▶ _WHAT YOU HAVE TO DO_: Within the entries below, find the portion that opens with the line containing "let mut body" and closes with the line containing "let mut data". Retype that portion exactly and only.

(Records from a collection)
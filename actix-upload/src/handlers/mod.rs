//! Pluggable handlers that receive the data of uploaded files.
//!
//! Handlers are arranged in a [`HandlerChain`](crate::HandlerChain). For every file part of a
//! request the chain calls, in order:
//!
//! 1. [`new_file`](UploadHandler::new_file) on every handler;
//! 2. [`receive_data_chunk`](UploadHandler::receive_data_chunk) for each chunk of the file body,
//!    feeding the output of one handler into the next;
//! 3. [`file_complete`](UploadHandler::file_complete) until some handler produces an
//!    [`UploadedFile`].
//!
//! Once the whole body has been read, [`upload_complete`](UploadHandler::upload_complete) is called
//! on every handler.

use std::collections::HashMap;

use actix_web::{http::header::HeaderMap, web::Bytes};
use encoding_rs::Encoding;

use crate::{error::UploadError, file::UploadedFile, map::ParsedForm};

mod memory;
mod temporary;

pub use self::memory::{MemoryUploadHandler, DEFAULT_MAX_MEMORY_SIZE};
pub use self::temporary::TemporaryFileUploadHandler;

/// Outcome of [`UploadHandler::new_file`].
#[derive(Debug, Clone, Copy, PartialEq, Eq)]
pub enum Flow {
    /// Keep this handler, and those after it, active for the file.
    Continue,

    /// Deactivate this handler until the next file starts.
    SkipFile,

    /// Deactivate every handler after this one until the next file starts.
    StopFutureHandlers,

    /// Abort the whole upload.
    StopUpload {
        /// When `false`, the rest of the request body is read and discarded so that the client
        /// can receive a response.
        connection_reset: bool,
    },
}

/// Outcome of [`UploadHandler::receive_data_chunk`].
#[derive(Debug, Clone, PartialEq, Eq)]
pub enum ChunkFlow {
    /// Pass data to the next handler.
    ///
    /// The data may differ from what was received. Forwarding an empty chunk still reaches the
    /// next handler.
    Forward(Bytes),

    /// The data was consumed; handlers further down the chain do not see this chunk.
    Consume,

    /// Pass data to the next handler and deactivate this one until the next file starts.
    ///
    /// The data is taken to end where the current raw chunk ends, so a handler that held back
    /// earlier chunks can hand them over together with this one. The next handler receives
    /// `start` as that end offset minus the data length.
    SkipFile(Bytes),

    /// Abort the whole upload.
    StopUpload {
        /// See [`Flow::StopUpload`].
        connection_reset: bool,
    },
}

/// Metadata of a file part, handed to [`UploadHandler::new_file`].
#[derive(Debug, Clone, PartialEq, Eq)]
pub struct FileInfo {
    /// Form field name.
    pub field_name: String,

    /// Sanitized client-side file name.
    pub file_name: String,

    /// Media type essence (e.g. `text/plain`), empty when the part declared none.
    pub content_type: String,

    /// Value of the `charset` parameter of the part's content type.
    pub charset: Option<String>,

    /// Value of the part's `Content-Length` header, if any.
    pub content_length: Option<u64>,

    /// Content type parameters other than `charset`.
    pub content_type_extra: HashMap<String, String>,
}

/// Request-level information handed to [`UploadHandler::handle_raw_input`].
#[derive(Debug)]
pub struct RawInput<'a> {
    /// Request headers, if the parser was created from them.
    pub headers: Option<&'a HeaderMap>,

    /// Declared length of the request body.
    pub content_length: Option<u64>,

    /// Multipart boundary, without the leading hyphens.
    pub boundary: &'a str,

    /// Encoding used for plain fields that do not declare a charset.
    pub encoding: &'static Encoding,
}

/// A participant in the upload pipeline.
///
/// A handler instance lives for a single request. Any state it keeps for the current file must be
/// reset in [`new_file`](Self::new_file).
pub trait UploadHandler {
    /// Preferred chunk size in bytes.
    ///
    /// The parser uses the smallest size requested by any handler of the chain.
    fn chunk_size(&self) -> Option<usize> {
        None
    }

    /// Takes over parsing of the whole request.
    ///
    /// Returning `Some` skips the standard multipart parsing; the returned form is used as-is and
    /// the request body is left unread.
    fn handle_raw_input(
        &mut self,
        _input: &RawInput<'_>,
    ) -> Result<Option<ParsedForm>, UploadError> {
        Ok(None)
    }

    /// Signals that a new file part is starting.
    fn new_file(&mut self, _file: &FileInfo) -> Result<Flow, UploadError> {
        Ok(Flow::Continue)
    }

    /// Receives a chunk of the current file.
    ///
    /// `start` is the offset of the raw chunk within the file part, or the offset of the data
    /// handed over by an earlier handler returning [`ChunkFlow::SkipFile`].
    fn receive_data_chunk(&mut self, data: Bytes, start: u64) -> Result<ChunkFlow, UploadError>;

    /// Signals that the current file part is complete.
    ///
    /// Returning `None` leaves construction of the file to a later handler.
    fn file_complete(&mut self, size: u64) -> Result<Option<UploadedFile>, UploadError>;

    /// Signals that the whole request body has been parsed.
    fn upload_complete(&mut self) -> Result<(), UploadError> {
        Ok(())
    }

    /// Signals that the upload was aborted, either by a handler or by an error.
    fn upload_interrupted(&mut self) {}
}

impl<H: UploadHandler + ?Sized> UploadHandler for Box<H> {
    fn chunk_size(&self) -> Option<usize> {
        (**self).chunk_size()
    }

    fn handle_raw_input(
        &mut self,
        input: &RawInput<'_>,
    ) -> Result<Option<ParsedForm>, UploadError> {
        (**self).handle_raw_input(input)
    }

    fn new_file(&mut self, file: &FileInfo) -> Result<Flow, UploadError> {
        (**self).new_file(file)
    }

    fn receive_data_chunk(&mut self, data: Bytes, start: u64) -> Result<ChunkFlow, UploadError> {
        (**self).receive_data_chunk(data, start)
    }

    fn file_complete(&mut self, size: u64) -> Result<Option<UploadedFile>, UploadError> {
        (**self).file_complete(size)
    }

    fn upload_complete(&mut self) -> Result<(), UploadError> {
        (**self).upload_complete()
    }

    fn upload_interrupted(&mut self) {
        (**self).upload_interrupted()
    }
}
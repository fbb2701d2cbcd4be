//! Error and Result module

use std::io;

use actix_web::{
    error::{ParseError, PayloadError},
    http::StatusCode,
    ResponseError,
};
use derive_more::{Display, Error, From};

/// A set of errors that can occur while streaming a multipart upload through a handler chain.
#[derive(Debug, Display, From, Error)]
#[non_exhaustive]
pub enum UploadError {
    /// Could not find Content-Type header.
    #[display("Could not find Content-Type header")]
    ContentTypeMissing,

    /// Could not parse Content-Type header.
    #[display("Could not parse Content-Type header")]
    ContentTypeParse,

    /// Parsed Content-Type did not have "multipart" top-level media type.
    #[display("Parsed Content-Type did not have 'multipart' top-level media type")]
    ContentTypeIncompatible,

    /// Multipart boundary is not found.
    #[display("Multipart boundary is not found")]
    BoundaryMissing,

    /// Content-Disposition header was not found or not of disposition type "form-data".
    ///
    /// According to [RFC 7578 §4.2](https://datatracker.ietf.org/doc/html/rfc7578#section-4.2) a
    /// Content-Disposition header must always be present and set to "form-data".
    #[display("Content-Disposition header was not found when reading multipart stream")]
    ContentDispositionMissing,

    /// Content-Disposition name parameter was not found.
    #[display("Content-Disposition header has no name parameter")]
    ContentDispositionNameMissing,

    /// Nested multipart is not supported.
    #[display("Nested multipart is not supported")]
    Nested,

    /// Multipart stream is incomplete.
    #[display("Multipart stream is incomplete")]
    Incomplete,

    /// Field headers could not be parsed.
    #[display("{}", _0)]
    Parse(ParseError),

    /// Error from the request payload stream.
    #[display("{}", _0)]
    Payload(PayloadError),

    /// I/O error from a handler's storage.
    #[display("I/O error: {}", _0)]
    Io(io::Error),

    /// A part declared `Content-Transfer-Encoding: base64` but its body was not valid base64.
    #[display("Invalid base64 data in part `{}`", _0)]
    #[from(ignore)]
    Base64(#[error(not(source))] String),

    /// A handler raised the stop-upload signal.
    #[display("Upload stopped by handler")]
    #[from(ignore)]
    UploadStopped {
        /// Whether the remaining request body was left unread.
        connection_reset: bool,
    },

    /// No handler produced a file object for a completed file part.
    #[display("No upload handler produced a file for field `{}`", field_name)]
    #[from(ignore)]
    FileNotProduced {
        /// Form field name of the file part.
        field_name: String,
    },

    /// A chunk reached the handler chain while no file part was open.
    #[display("Data chunk delivered before any file was started")]
    ChunkOutsideFile,

    /// The handler list was mutated after the request body started being consumed.
    #[display("Upload handlers cannot be changed after the request body has been read")]
    HandlersLocked,

    /// The multipart body of this parser has already been consumed.
    #[display("Multipart body has already been parsed")]
    AlreadyParsed,

    /// The number of plain fields exceeded the configured limit.
    #[display("Number of form fields exceeds the limit of {}", _0)]
    #[from(ignore)]
    TooManyFields(#[error(not(source))] usize),

    /// The number of file parts exceeded the configured limit.
    #[display("Number of uploaded files exceeds the limit of {}", _0)]
    #[from(ignore)]
    TooManyFiles(#[error(not(source))] usize),

    /// Plain field data exceeded the configured in-memory limit.
    #[display("Form field data exceeds the limit of {} bytes", _0)]
    #[from(ignore)]
    FieldDataTooLarge(#[error(not(source))] usize),
}

/// Return `BadRequest` for malformed uploads, `InternalServerError` for handler failures.
impl ResponseError for UploadError {
    fn status_code(&self) -> StatusCode {
        match self {
            UploadError::Io(_)
            | UploadError::FileNotProduced { .. }
            | UploadError::ChunkOutsideFile
            | UploadError::HandlersLocked
            | UploadError::AlreadyParsed => StatusCode::INTERNAL_SERVER_ERROR,
            UploadError::FieldDataTooLarge(_) => StatusCode::PAYLOAD_TOO_LARGE,
            _ => StatusCode::BAD_REQUEST,
        }
    }
}
impl MultipartParser {
    /// Constructs a parser from a body stream and a multipart boundary.
    pub fn new<S>(stream: S, boundary: impl Into<String>, handlers: HandlerChain) -> Self
    where
        S: Stream<Item = Result<Bytes, PayloadError>> + 'static,
    {
        let boundary = boundary.into();
        let delimiter = format!("\r\n--{boundary}").into_bytes();

        MultipartParser {
            payload: PayloadBuffer::new(stream),
            boundary,
            delimiter,
            headers: None,
            content_length: None,
            encoding: UTF_8,
            limits: Limits::default(),
            handlers,
        }
    }

    /// Constructs a parser from request headers and a body stream.
    ///
    /// The boundary is taken from the `Content-Type` header and the body length from
    /// `Content-Length`.
    pub fn from_headers<S>(
        headers: &HeaderMap,
        stream: S,
        handlers: HandlerChain,
    ) -> Result<Self, UploadError>
    where
        S: Stream<Item = Result<Bytes, PayloadError>> + 'static,
    {
        let (_, boundary) = Self::find_ct_and_boundary(headers)?;

        let content_length = headers
            .get(&header::CONTENT_LENGTH)
            .and_then(|len| len.to_str().ok())
            .and_then(|len| len.parse().ok());

        let mut parser = Self::new(stream, boundary, handlers).content_length(content_length);
        parser.headers = Some(headers.clone());
        Ok(parser)
    }

    /// Constructs a parser from an actix-web request and its payload.
    pub fn from_req(
        req: &HttpRequest,
        payload: &mut dev::Payload,
        handlers: HandlerChain,
    ) -> Result<Self, UploadError> {
        Self::from_headers(req.headers(), payload.take(), handlers)
    }

    /// Extract Content-Type and boundary info from headers.
    pub(crate) fn find_ct_and_boundary(headers: &HeaderMap) -> Result<(Mime, String), UploadError> {
        let content_type = headers
            .get(&header::CONTENT_TYPE)
            .ok_or(UploadError::ContentTypeMissing)?
            .to_str()
            .ok()
            .and_then(|content_type| content_type.parse::<Mime>().ok())
            .ok_or(UploadError::ContentTypeParse)?;

        if content_type.type_() != mime::MULTIPART {
            return Err(UploadError::ContentTypeIncompatible);
        }

        let boundary = content_type
            .get_param(mime::BOUNDARY)
            .ok_or(UploadError::BoundaryMissing)?
            .as_str()
            .to_owned();

        Ok((content_type, boundary))
    }

    /// Sets the declared length of the request body.
    ///
    /// The parser never reads past this length.
    pub fn content_length(mut self, content_length: Option<u64>) -> Self {
        self.content_length = content_length;
        self
    }

    /// Sets the encoding of plain fields that do not declare a charset. Defaults to UTF-8.
    pub fn encoding(mut self, encoding: &'static Encoding) -> Self {
        self.encoding = encoding;
        self
    }

    /// Sets parsing limits.
    pub fn limits(mut self, limits: Limits) -> Self {
        self.limits = limits;
        self
    }

    /// Returns the handler chain.
    pub fn handlers(&self) -> &HandlerChain {
        &self.handlers
    }

    /// Returns the handler chain for modification.
    ///
    /// Modifications are rejected once [`parse`](Self::parse) has been called.
    pub fn handlers_mut(&mut self) -> &mut HandlerChain {
        &mut self.handlers
    }

    /// Parses the whole body into plain fields and uploaded files.
    ///
    /// On failure every handler is told that the upload was interrupted.
    pub async fn parse(&mut self) -> Result<ParsedForm, UploadError> {
        if self.handlers.is_locked() {
            return Err(UploadError::AlreadyParsed);
        }
        self.handlers.lock();

        let input = RawInput {
            headers: self.headers.as_ref(),
            content_length: self.content_length,
            boundary: &self.boundary,
            encoding: self.encoding,
        };

        match self.handlers.handle_raw_input(&input) {
            Ok(Some(form)) => {
                log::debug!("request body handled by a raw input handler");
                return Ok(form);
            }
            Ok(None) => {}
            Err(err) => {
                self.handlers.upload_interrupted();
                return Err(err);
            }
        }

        self.payload.set_content_length(self.content_length);

        let res = match self.content_length {
            Some(0) => Ok(ParsedForm::default()),
            _ => self.parse_parts().await,
        };

        let res = res.and_then(|form| {
            self.handlers.upload_complete()?;
            Ok(form)
        });

        if let Err(ref err) = res {
            log::debug!("upload aborted: {err}");
            self.handlers.upload_interrupted();

            if let UploadError::UploadStopped {
                connection_reset: false,
            } = err
            {
                if let Err(err) = self.payload.drain().await {
                    log::warn!("failed to discard rest of request body: {err}");
                }
            }
        }

        res
    }

    async fn parse_parts(&mut self) -> Result<ParsedForm, UploadError> {
        let mut fields = FieldMap::new();
        let mut files = FileMap::new();
        let mut field_memory = 0;

        let chunk_size = self.handlers.chunk_size();

        self.skip_preamble().await?;

        while !self.read_boundary_tail().await? {
            let headers = self.read_part_headers().await?;
            let part = Part::from_headers(&headers)?;
            let mut body = PartBody::new(&part);

            match part.file_name {
                None => {
                    if let Some(max) = self.limits.max_fields {
                        if fields.len() >= max {
                            return Err(UploadError::TooManyFields(max));
                        }
                    }

                    field_memory += part.field_name.len();

                    let mut data = BytesMut::new();
                    while let Some(chunk) = self.read_chunk(&mut body, chunk_size).await? {
                        field_memory += chunk.len();
                        if let Some(max) = self.limits.max_field_memory {
                            if field_memory > max {
                                return Err(UploadError::FieldDataTooLarge(max));
                            }
                        }
                        data.extend_from_slice(&chunk);
                    }

                    let encoding = part
                        .charset()
                        .and_then(|charset| Encoding::for_label(charset.as_bytes()))
                        .unwrap_or(self.encoding);
                    let (value, _, malformed) = encoding.decode(&data);
                    if malformed {
                        log::debug!(
                            "field `{}` is not valid {}",
                            part.field_name,
                            encoding.name()
                        );
                    }

                    if part.field_name == CHARSET_FIELD {
                        match Encoding::for_label(value.trim().as_bytes()) {
                            Some(encoding) => self.encoding = encoding,
                            None => log::warn!("ignoring unknown form charset `{value}`"),
                        }
                    }

                    fields.append(part.field_name, value.into_owned());
                }

                Some(ref file_name) if file_name.is_empty() => {
                    log::debug!("skipping empty file input `{}`", part.field_name);
                    while self.read_chunk(&mut body, chunk_size).await?.is_some() {}
                }

                Some(ref file_name) => {
                    if let Some(max) = self.limits.max_files {
                        if files.len() >= max {
                            return Err(UploadError::TooManyFiles(max));
                        }
                    }

                    let info = part.file_info(file_name);
                    self.handlers.new_file(&info)?;

                    while let Some(chunk) = self.read_chunk(&mut body, chunk_size).await? {
                        if !chunk.is_empty() {
                            self.handlers.receive(chunk)?;
                        }
                    }

                    let file = self.handlers.complete()?;
                    files.append(info.field_name, file);
                }
            }
        }

        Ok((fields, files))
    }

    /// Discards everything up to and including the first dash-boundary.
    ///
    /// The body may either start with the dash-boundary or have a preamble ending with a line
    /// break followed by it.
    async fn skip_preamble(&mut self) -> Result<(), UploadError> {
        let delimiter = &self.delimiter;
        let dash_boundary = &delimiter[2..];
        let mut at_start = true;

        self.payload
            .read_with(|payload| {
                if at_start {
                    let n = cmp::min(payload.buf.len(), dash_boundary.len());

                    if payload.buf[..n] != dash_boundary[..n] {
                        at_start = false;
                    } else if n == dash_boundary.len() {
                        payload.buf.advance(n);
                        return Ok(Some(()));
                    } else if !payload.eof {
                        return Ok(None);
                    }
                }

                match memmem::find(&payload.buf, delimiter) {
                    Some(idx) => {
                        payload.buf.advance(idx + delimiter.len());
                        Ok(Some(()))
                    }

                    None if payload.eof => Err(UploadError::BoundaryMissing),

                    None => {
                        // keep what could be the start of a delimiter
                        let keep = delimiter.len() - 1;
                        if !at_start && payload.buf.len() > keep {
                            let discard = payload.buf.len() - keep;
                            payload.buf.advance(discard);
                        }
                        Ok(None)
                    }
                }
            })
            .await
    }

    /// Reads what follows a dash-boundary.
    ///
    /// Returns `true` for the close delimiter, after which anything left is epilogue, and `false`
    /// when another part follows.
    async fn read_boundary_tail(&mut self) -> Result<bool, UploadError> {
        self.payload
            .read_with(|payload| {
                if payload.buf.len() < 2 {
                    return if payload.eof {
                        Err(UploadError::Incomplete)
                    } else {
                        Ok(None)
                    };
                }

                if payload.buf.starts_with(b"--") {
                    payload.buf.clear();
                    return Ok(Some(true));
                }

                match payload.readline()? {
                    None if payload.buf.len() > MAX_HEADER_SIZE => {
                        Err(ParseError::TooLarge.into())
                    }
                    None => Ok(None),

                    // transport padding is allowed before the line break
                    Some(line) if line.iter().all(u8::is_ascii_whitespace) => Ok(Some(false)),

                    Some(_) => Err(UploadError::BoundaryMissing),
                }
            })
            .await
    }

    async fn read_part_headers(&mut self) -> Result<HeaderMap, UploadError> {
        self.payload
            .read_with(|payload| {
                // no header lines at all
                if payload.buf.starts_with(b"\r\n") {
                    payload.buf.advance(2);
                    return Ok(Some(HeaderMap::new()));
                }

                match payload.read_until(b"\r\n\r\n")? {
                    None if payload.buf.len() > MAX_HEADER_SIZE => {
                        Err(ParseError::TooLarge.into())
                    }
                    None => Ok(None),
                    Some(bytes) if bytes.len() > MAX_HEADER_SIZE => {
                        Err(ParseError::TooLarge.into())
                    }
                    Some(bytes) => parse_headers(&bytes).map(Some),
                }
            })
            .await
    }

    /// Reads the next chunk of the current part body, or `None` once the part is complete.
    ///
    /// The chunk is decoded if the part declared a transfer encoding, and may be empty. It is never
    /// longer than `max`.
    async fn read_chunk(
        &mut self,
        body: &mut PartBody,
        max: usize,
    ) -> Result<Option<Bytes>, UploadError> {
        if !body.pending.is_empty() {
            let len = cmp::min(max, body.pending.len());
            return Ok(Some(body.pending.split_to(len)));
        }

        if body.done {
            return Ok(None);
        }

        let delimiter = &self.delimiter;
        let (raw, last) = self
            .payload
            .read_with(|payload| read_body_chunk(payload, delimiter, max))
            .await?;
        body.done = last;

        let Some(decoder) = body.decoder.as_mut() else {
            return Ok(Some(raw));
        };

        let mut chunk = decoder
            .decode(&raw)
            .map_err(|_| UploadError::Base64(body.field_name.clone()))?;

        if last {
            if let Some(decoder) = body.decoder.take() {
                let tail = decoder
                    .finish()
                    .map_err(|_| UploadError::Base64(body.field_name.clone()))?;

                if !tail.is_empty() {
                    let mut buf = BytesMut::from(&chunk[..]);
                    buf.extend_from_slice(&tail);
                    chunk = buf.freeze();
                }
            }
        }

        // bytes carried over between chunks can decode to more than `max`
        if chunk.len() > max {
            body.pending = chunk.split_off(max);
        }

        Ok(Some(chunk))
    }
}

▶ _RESPONSE FOR THIS EXERCISE_:
            let mut body = PartBody::new(&part);

            match part.file_name {
                None => {
                    if let Some(max) = self.limits.max_fields {
                        if fields.len() >= max {
                            return Err(UploadError::TooManyFields(max));
                        }
                    }

                    field_memory += part.field_name.len();

                    let mut data = BytesMut::new();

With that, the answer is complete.